# Let $X_1$, $X_2$, $X_3$ be i.i.d. continuous random variables from Exponential Distribution.

Let $X_1$, $X_2$, $X_3$ be independent, identically distributed continuous random variables from Exponential Distribution.

I want to find the probability that the median is closer to the smallest value $X_($$_1$$_)$ than it is to the largest value $X_($$_3$$_)$.

So far I have:

$F_2$($X_2$) = P($X_($$_2$$_)$ ≤ $X_2$) = ∫ 3! f(x) (F(x)$^($$^($$^n$$^-$$^1$$^)$$^/$$^2$$^)$/((n-1)/2)!) ((1-F(x))$^($$^($$^n$$^-$$^1$$^)$$^/$$^2$$^)$)/((n-1)/2)!)

Note: F(x) is the cdf, and f(x) is the pdf of Exponential Distribution

From this I will integrate with respect to $X_2$ with n = 3, to get the median. However, how do show I show that this median is closer to $X_($$_1$$_)$ than $X_($$_3$$_)$ ?

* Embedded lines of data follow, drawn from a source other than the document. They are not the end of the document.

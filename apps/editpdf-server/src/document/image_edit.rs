//! Image placement editing
//!
//! Images are moved and resized by rewriting the transformation in front of
//! their `Do` operation. The image XObject itself is never decoded or
//! re-encoded after it has been added.

use lopdf::content::Operation;
use lopdf::{dictionary, Object, Stream};

use super::content::{decode_page, encode_operations, matrix_op, matrix_operand, scan_page, ImageDraw, PageScan};
use super::error::{EditError, Result};
use super::geometry::{clamp_origin, Matrix, PageGeometry};
use super::model::{compressed_stream, PdfDocument};
use super::text_edit::isolate;
use super::types::{ImageBox, ImageDelete, ImageMove, ImageResize};

/// Width given to added images when the caller does not size them.
pub const DEFAULT_IMAGE_WIDTH: f64 = 200.0;
/// Margin kept to the right page edge when auto-sizing.
const IMAGE_PADDING: f64 = 10.0;

/// Add an image with its box top-left at `(x, y)`. Without an explicit
/// `size` the image is [auto-sized](auto_size) to the page.
pub fn add_image(
    doc: &mut PdfDocument,
    page: usize,
    data: &[u8],
    x: f64,
    y: f64,
    size: Option<(f64, f64)>,
) -> Result<()> {
    if data.is_empty() {
        return Err(EditError::InvalidImage("empty file".to_string()));
    }
    let decoded = image::load_from_memory(data)
        .map_err(|e| EditError::InvalidImage(format!("cannot decode image: {}", e)))?;
    let geometry = doc.geometry(page)?;

    let (width, height) = match size {
        Some(size) => size,
        None => auto_size(decoded.width(), decoded.height(), x, geometry.width()),
    };
    let requested = ImageBox::new(x, y, width, height);
    requested.validate()?;
    let placed = clamped(requested, &geometry);

    let xobject = image_xobject(doc, data, &decoded)?;
    let name = doc.add_resource(page, "XObject", "EIm", xobject)?;

    let mut operations = isolate(decode_page(doc, page)?);
    operations.extend([
        Operation::new("q", vec![]),
        matrix_op("cm", &placement_matrix(&placed, &geometry)),
        Operation::new("Do", vec![Object::Name(name)]),
        Operation::new("Q", vec![]),
    ]);
    doc.set_page_content(page, encode_operations(operations)?)?;

    tracing::debug!(
        page,
        x = placed.x,
        y = placed.y,
        width = placed.width,
        height = placed.height,
        pixels_w = decoded.width(),
        pixels_h = decoded.height(),
        "Image added"
    );
    Ok(())
}

/// Move an image, keeping its size and orientation.
pub fn move_image(doc: &mut PdfDocument, page: usize, request: &ImageMove) -> Result<()> {
    if !request.x.is_finite() || !request.y.is_finite() {
        return Err(EditError::InvalidGeometry(
            "coordinates must be finite numbers".to_string(),
        ));
    }
    let scan = scan_page(doc, page)?;
    let draw = find_image(&scan, request.image_index)?;
    let geometry = scan.geometry;

    let (x, y) = clamp_origin(
        request.x,
        request.y,
        draw.bbox.width(),
        draw.bbox.height(),
        geometry.width(),
        geometry.height(),
    );
    let shift = geometry
        .user_to_page()
        .then(&Matrix::translate(x - draw.bbox.x0, y - draw.bbox.y0))
        .then(&geometry.page_to_user());
    let target = draw.ctm.then(&shift);

    let operations = retransform(&scan.operations, draw, &target)?;
    doc.set_page_content(page, encode_operations(operations)?)?;

    tracing::debug!(page, index = request.image_index, x, y, "Image moved");
    Ok(())
}

/// Give an image a new box.
pub fn resize_image(doc: &mut PdfDocument, page: usize, request: &ImageResize) -> Result<()> {
    let requested = ImageBox::new(request.x, request.y, request.width, request.height);
    requested.validate()?;

    let scan = scan_page(doc, page)?;
    let draw = find_image(&scan, request.image_index)?;
    let placed = clamped(requested, &scan.geometry);
    let target = placement_matrix(&placed, &scan.geometry);

    let operations = retransform(&scan.operations, draw, &target)?;
    doc.set_page_content(page, encode_operations(operations)?)?;

    tracing::debug!(
        page,
        index = request.image_index,
        x = placed.x,
        y = placed.y,
        width = placed.width,
        height = placed.height,
        "Image resized"
    );
    Ok(())
}

/// Remove an image placement from the page.
pub fn delete_image(doc: &mut PdfDocument, page: usize, request: &ImageDelete) -> Result<()> {
    let scan = scan_page(doc, page)?;
    let draw = find_image(&scan, request.image_index)?;

    let i = draw.index;
    let range = if is_wrapped(&scan.operations, i) {
        i - 2..i + 2
    } else {
        i..i + 1
    };
    let mut operations = scan.operations.clone();
    operations.drain(range);
    doc.set_page_content(page, encode_operations(operations)?)?;

    tracing::debug!(page, index = request.image_index, "Image deleted");
    Ok(())
}

/// Box size for an image added without one: [`DEFAULT_IMAGE_WIDTH`] wide, or
/// the room left to the right of `x`, keeping the aspect ratio.
pub fn auto_size(pixel_width: u32, pixel_height: u32, x: f64, page_width: f64) -> (f64, f64) {
    let room = page_width - x - IMAGE_PADDING;
    let width = if room > 0.0 {
        DEFAULT_IMAGE_WIDTH.min(room)
    } else {
        DEFAULT_IMAGE_WIDTH.min(page_width)
    };
    let aspect = pixel_height.max(1) as f64 / pixel_width.max(1) as f64;
    (width, width * aspect)
}

fn find_image(scan: &PageScan, index: usize) -> Result<&ImageDraw> {
    scan.images
        .get(index)
        .ok_or_else(|| EditError::stale_image(index, scan.images.len()))
}

fn clamped(requested: ImageBox, geometry: &PageGeometry) -> ImageBox {
    let (x, y) = clamp_origin(
        requested.x,
        requested.y,
        requested.width,
        requested.height,
        geometry.width(),
        geometry.height(),
    );
    ImageBox { x, y, ..requested }
}

/// Map the image unit square onto a page-space box, image top at the top.
fn placement_matrix(placed: &ImageBox, geometry: &PageGeometry) -> Matrix {
    Matrix::new(
        placed.width,
        0.0,
        0.0,
        -placed.height,
        placed.x,
        placed.y + placed.height,
    )
    .then(&geometry.page_to_user())
}

/// `q <cm> <Do> Q` with the `Do` at `index`.
fn is_wrapped(operations: &[Operation], index: usize) -> bool {
    index >= 2
        && operations[index - 2].operator == "q"
        && operations[index - 1].operator == "cm"
        && operations.get(index + 1).map(|op| op.operator == "Q").unwrap_or(false)
}

/// Operations with the image at `draw` painted through `target` instead of
/// its current transformation.
fn retransform(operations: &[Operation], draw: &ImageDraw, target: &Matrix) -> Result<Vec<Operation>> {
    let singular = || EditError::Pdf("image transformation is not invertible".to_string());
    let i = draw.index;
    let mut out = operations.to_vec();

    if is_wrapped(operations, i) {
        if let Some(own) = matrix_operand(&operations[i - 1]) {
            // ctm = own x outer, so the replacement is target x outer^-1
            let outer = own.invert().ok_or_else(singular)?.then(&draw.ctm);
            let replacement = target.then(&outer.invert().ok_or_else(singular)?);
            out[i - 1] = matrix_op("cm", &replacement);
            return Ok(out);
        }
    }

    let adjust = target.then(&draw.ctm.invert().ok_or_else(singular)?);
    out.splice(
        i..i + 1,
        [
            Operation::new("q", vec![]),
            matrix_op("cm", &adjust),
            operations[i].clone(),
            Operation::new("Q", vec![]),
        ],
    );
    Ok(out)
}

/// Store `data` as an image XObject and return its object id.
fn image_xobject(doc: &mut PdfDocument, data: &[u8], decoded: &image::DynamicImage) -> Result<lopdf::ObjectId> {
    let (width, height) = (decoded.width() as i64, decoded.height() as i64);

    if matches!(image::guess_format(data), Ok(image::ImageFormat::Jpeg)) {
        let color_space = match jpeg_components(data) {
            Some(1) => Some("DeviceGray"),
            Some(3) => Some("DeviceRGB"),
            _ => None,
        };
        if let Some(color_space) = color_space {
            let dict = dictionary! {
                "Type" => "XObject",
                "Subtype" => "Image",
                "Width" => width,
                "Height" => height,
                "ColorSpace" => color_space,
                "BitsPerComponent" => 8,
                "Filter" => "DCTDecode",
            };
            return Ok(doc.add_object(Stream::new(dict, data.to_vec())));
        }
    }

    let rgba = decoded.to_rgba8();
    let mut rgb = Vec::with_capacity(rgba.len() / 4 * 3);
    let mut alpha = Vec::with_capacity(rgba.len() / 4);
    for pixel in rgba.pixels() {
        let [r, g, b, a] = pixel.0;
        rgb.extend_from_slice(&[r, g, b]);
        alpha.push(a);
    }

    let mut dict = dictionary! {
        "Type" => "XObject",
        "Subtype" => "Image",
        "Width" => width,
        "Height" => height,
        "ColorSpace" => "DeviceRGB",
        "BitsPerComponent" => 8,
    };
    if alpha.iter().any(|a| *a != u8::MAX) {
        let mask = compressed_stream(
            dictionary! {
                "Type" => "XObject",
                "Subtype" => "Image",
                "Width" => width,
                "Height" => height,
                "ColorSpace" => "DeviceGray",
                "BitsPerComponent" => 8,
            },
            &alpha,
        )?;
        let mask_id = doc.add_object(mask);
        dict.set("SMask", Object::Reference(mask_id));
    }
    Ok(doc.add_object(compressed_stream(dict, &rgb)?))
}

/// Component count from a JPEG's start-of-frame header.
fn jpeg_components(data: &[u8]) -> Option<u8> {
    let mut pos = 2;
    while pos + 4 <= data.len() {
        if data[pos] != 0xFF {
            return None;
        }
        let marker = data[pos + 1];
        // Fill bytes
        if marker == 0xFF {
            pos += 1;
            continue;
        }
        let length = u16::from_be_bytes([data[pos + 2], data[pos + 3]]) as usize;
        let is_frame = matches!(marker, 0xC0..=0xCF) && !matches!(marker, 0xC4 | 0xC8 | 0xCC);
        if is_frame {
            return data.get(pos + 9).copied();
        }
        pos += 2 + length;
    }
    None
}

The event of interest is $$|X_{(2)} - X_{(1)}| < |X_{(2)} - X_{(3)}|.$$ Since $X_{(1)} \le X_{(2)} \le X_{(3)}$ by definition, this reduces to $$X_{(2)} - X_{(1)} < X_{(3)} - X_{(2)},$$ or $$X_{(2)} < \frac{X_{(1)} + X_{(3)}}{2}.$$ Therefore, $$\Pr[X_{(2)} < \tfrac{1}{2}(X_{(1)} + X_{(3)})] = \int_{x_1 = 0}^\infty \int_{x_3 = x_1}^\infty \int_{x_2 = x_1}^{(x_1+x_3)/2} f_{X_{(1)}, X_{(2)}, X_{(3)}}(x_1, x_2, x_3) \, dx_2 \, dx_3 \, dx_1,$$ where $$f_{X_{(1)}, X_{(2)}, X_{(3)}}(x_1, x_2, x_3) = 3! f_{X_1}(x_1) f_{X_2}(x_2) f_{X_3}(x_3) = 6e^{-(x_1+x_2+x_3)}$$ is the joint density of the order statistics. This is easy to evaluate: \begin{align*} \Pr[X_{(2)} < \tfrac{1}{2}(X_{(1)} + X_{(3)})] &= 6 \int_{x_1=0}^\infty \int_{x_3 = x_1}^\infty e^{-(x_1+x_3)} \left(e^{-x_1} - e^{-(x_1+x_3)/2}\right) \, dx_3 \, dx_1 \\ &= 6 \int_{x_1 = 0}^\infty \frac{1}{3}e^{-3x_1} \, dx_1 \\ &= \frac{2}{3}. \end{align*} Here we have assumed without loss of generality that the samples are IID from an exponential distribution with mean $1$. I leave it as an exercise to show that the calculation does not depend on the choice of parameter.
Think of it in terms of arrival times and use the memoryless property of the exponential. Note that once we get the smallest value $X_{(1)}$, the distribution of $X_{(2)} - X_{(1)}$ is the minimum of two i.i.d. exponentials, and therefore has rate $2\lambda$. Similarly, once we know $X_{(2)}$, $X_{(3)} - X_{(1)}$ is just exponential with rate $\lambda$.
Thus, the probability that the median is closer to $X_{(1)}$ than $X_{(3)}$ is the same as the probability that an exponential with rate $2\lambda$ is smaller than another exponential with rate $\lambda$. This probability is $2\lambda/(\lambda + 2\lambda) = 2/3$.